The Domino Effect
Four trends that will play out over the next five years and then converge in a domino effect to remake the A/E industry.
I just got back from speaking at the invitation-only Lockton International General Counsel Forum at The Yale Club of New York. It’s always a wonderful event that brings together the legal eagles from 55+ (which coincidentally is the age range box I check on surveys these days) of the industry’s largest firms.
This year the forum returned in person, and the general counsels relished the opportunity to get together. As Karen Erger, Senior Vice President and Director of Practice Management for Lockton, put it: “Our general counsels took full advantage of the forum’s opportunities to glean ideas, intel, and inspiration from each other and our speakers on how to lead their firms forward in our radically transforming industry.”
I had the privilege of sharing with them our perspective on four trends that will play out over the next five years and then converge in a domino effect to remake the industry. And it all starts with disruptive technologies…
Disruptive technologies: Around the industry, individual firms will continue to invest record amounts of treasure, time, and talent to harness the potential of AI, machine learning, digitization, and in-the-field robotics to improve enterprise-wide performance and profit. Most of these discrete firm initiatives will fail to reach market or realize only marginal impact if they do. (Pro tip: Before you invest yet another million dollars in the “digital triplet” idea from your next-generation leaders, get yourself a copy of The Innovator’s Dilemma.) However, over the next five years the sum total of these collective efforts—in concert with the introduction of external disruptive technologies by VC-backed groups and industry vendors—will forever alter the industry’s pricing, service, delivery, and operations models. The mainstream of these disruptive technologies will trigger a domino effect of change in the industry as we now know it.
Consolidation: The industry will see massive consolidation over the next five years. We’re forecasting that about 3,100 firms—or close to 10% of the industry—will be absorbed by the end of 2026. This forecast factors in both (a) rising interest rates (which will turn the heat down on 2022’s torrid year-to-date increase of 30% to somewhere closer to 20%) and (b) a recession in or around 2023. This five-year shakeout will be driven by a combination of industry fundamentals and stimulus from the Infrastructure Investment and Jobs Act. Domino effect? Consolidation will begin a steady decline after 2026 as firms choose to invest their capital in disruptive technologies that allow them to be more profitable, improve performance, and scale faster than acquisitions of non-tech-enabled AE and environmental services firms.
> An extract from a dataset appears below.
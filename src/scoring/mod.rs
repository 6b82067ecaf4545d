// Scoring: ranking candidate reviewers for an incoming submission.

pub mod engine;
pub mod params;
Recapitalization and revaluation: Private equity will continue to supplant employee ownership over the next five years. Ninety percent of the ENR Top 500 Design Firms that are choosing to sell or recapitalize are selecting a private-equity option when they do. By the end of 2026, better than one-third of the ENR Top 100 Design Firms will be backed by private equity. Of the 3,100 firms that will sell over the next five years, 1,100 of them will be to a private-equity investor or operating firm. As a result, M&A valuations will continue to increase over the next five years. Upper-quartile M&A multiples will hover in and around the mid-teens on trailing 12 months EBITDA. Median multiples will linger just shy of 10x. Lower-quartile multiples will remain flat south of 5x. Domino effect? Overall valuations will begin to decline after 2026 as strategic and portfolio acquirers focus more on disruptive technology investments rather than acquiring traditional AE and environmental consulting firms. Those AE firms that successfully integrate disruptive tech into their businesses will see their values hold if not increase. However, the bottom will fall out for the median and lower-quartile firms as buyer demand will disappear.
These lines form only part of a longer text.